Coccoliths are microscopic structures found throughout the world’s oceans. These tiny, ornate creations, though invisible to the naked eye, play a significant role in marine environments.
The Tiny Builders of the Ocean
Coccoliths are individual plates or scales made of calcium carbonate. These structures typically measure between 2 and 25 micrometers across. They are produced by single-celled marine algae known as coccolithophores, a type of phytoplankton. Coccolithophores envelop themselves in these plates, forming a spherical shell called a coccosphere, which can be around 5-100 micrometers in diameter. These organisms are abundant, with estimates of 10,000 coccoliths per liter of seawater.
Why Coccoliths Are Made
Coccolithophores produce these calcium carbonate plates through a process called biomineralization. The exact reasons for this calcification are still under investigation, but several hypotheses exist. One prominent idea is that the coccosphere offers protection against microzooplankton predation. It has also been suggested that coccoliths help regulate buoyancy, scatter or focus light to optimize photosynthesis, or even serve as a way to remove excess calcium from the cell.

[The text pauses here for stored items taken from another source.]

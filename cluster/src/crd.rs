//! The analytics delivery custom resource.
//!
//! The resource is a signalling surface for the external delivery
//! controller: the engine creates one per task and keeps its annotations
//! fresh, and the controller reacts to annotation changes alone. Objects
//! are keyed by a `<domain>/task_id` annotation rather than by name,
//! because the name is server-generated.

use kube::CustomResource;
use kube::ResourceExt;
use schemars::JsonSchema;
use serde::Deserialize;
use serde::Serialize;

/// The API group of the analytics custom resource.
pub const ANALYTICS_CRD_GROUP: &str = "federatednode.com";

/// The spec of the analytics delivery custom resource.
#[derive(CustomResource, Clone, Debug, PartialEq, Serialize, Deserialize, JsonSchema)]
#[kube(
    group = "federatednode.com",
    version = "v1",
    kind = "Analytics",
    plural = "analytics"
)]
#[serde(rename_all = "camelCase")]
pub struct AnalyticsSpec {
    /// The username of the requesting user.
    pub user: String,
    /// The fully qualified image the task runs.
    pub image: String,
    /// The name of the dataset the task runs against.
    pub dataset: String,
}

impl Analytics {
    /// Gets the value of an annotation under the given domain.
    pub fn domain_annotation(&self, domain: &str, key: &str) -> Option<&str> {
        self.annotations()
            .get(&format!("{domain}/{key}"))
            .map(String::as_str)
    }

    /// Whether the resource is annotated with the given task id.
    pub fn is_for_task(&self, domain: &str, task_id: i64) -> bool {
        self.domain_annotation(domain, "task_id") == Some(task_id.to_string().as_str())
    }
}

#[cfg(test)]
mod tests {
    use std::collections::BTreeMap;

    use super::*;

    #[test]
    fn annotation_keyed_lookup() {
        let mut crd = Analytics::new("analytics-abc12", AnalyticsSpec {
            user: "analyst".to_string(),
            image: "acr.azurecr.io/org/analytics:1.0".to_string(),
            dataset: "phenotypes".to_string(),
        });
        crd.metadata.annotations = Some(BTreeMap::from([
            ("federatednode.com/task_id".to_string(), "42".to_string()),
            ("federatednode.com/done".to_string(), "true".to_string()),
        ]));

        assert!(crd.is_for_task("federatednode.com", 42));
        assert!(!crd.is_for_task("federatednode.com", 43));
        assert_eq!(
            crd.domain_annotation("federatednode.com", "done"),
            Some("true")
        );
        assert_eq!(crd.domain_annotation("other.example.com", "done"), None);
    }
}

Their Role in Marine Ecosystems
Coccolithophores are primary producers, forming the base of many marine food webs by converting carbon dioxide into organic carbon through photosynthesis. This process supports a wide array of marine life, as zooplankton feed on coccolithophores, which are then consumed by larger animals like fish and whales. Beyond their role as food, coccolithophores influence ocean chemistry and the carbon cycle. When coccolithophores die, their coccoliths sink, transporting carbon to the deep ocean, a process known as the “biological pump” or “carbonate pump.” Large blooms of coccolithophores can also change the ocean’s appearance, turning vast areas a milky turquoise due to the light scattering properties of their abundant coccoliths.
Coccoliths and Earth’s Climate
The accumulation of coccoliths over millions of years has led to the formation of massive geological deposits. Chalk cliffs, like the famous White Cliffs of Dover, and extensive limestone beds are primarily composed of these tiny calcium carbonate remains. These formations act as long-term carbon sinks, locking away atmospheric carbon dioxide. The fossil record of coccoliths also provides insights into past ocean conditions and climate change.
Coccoliths are sensitive to current ocean acidification, a consequence of increased atmospheric carbon dioxide absorption by the ocean. This acidification makes it more difficult for coccolithophores to form their calcium carbonate shells, with studies showing a reduction in coccolith area and a weakening of their mechanical properties under increased acidity. Such impacts can affect the coccolithophores’ ability to grow and reproduce, potentially disrupting the marine food web by reducing their nutritional content and making them a lower-quality food source for consumers. Different coccolithophore species may respond differently to ocean acidification.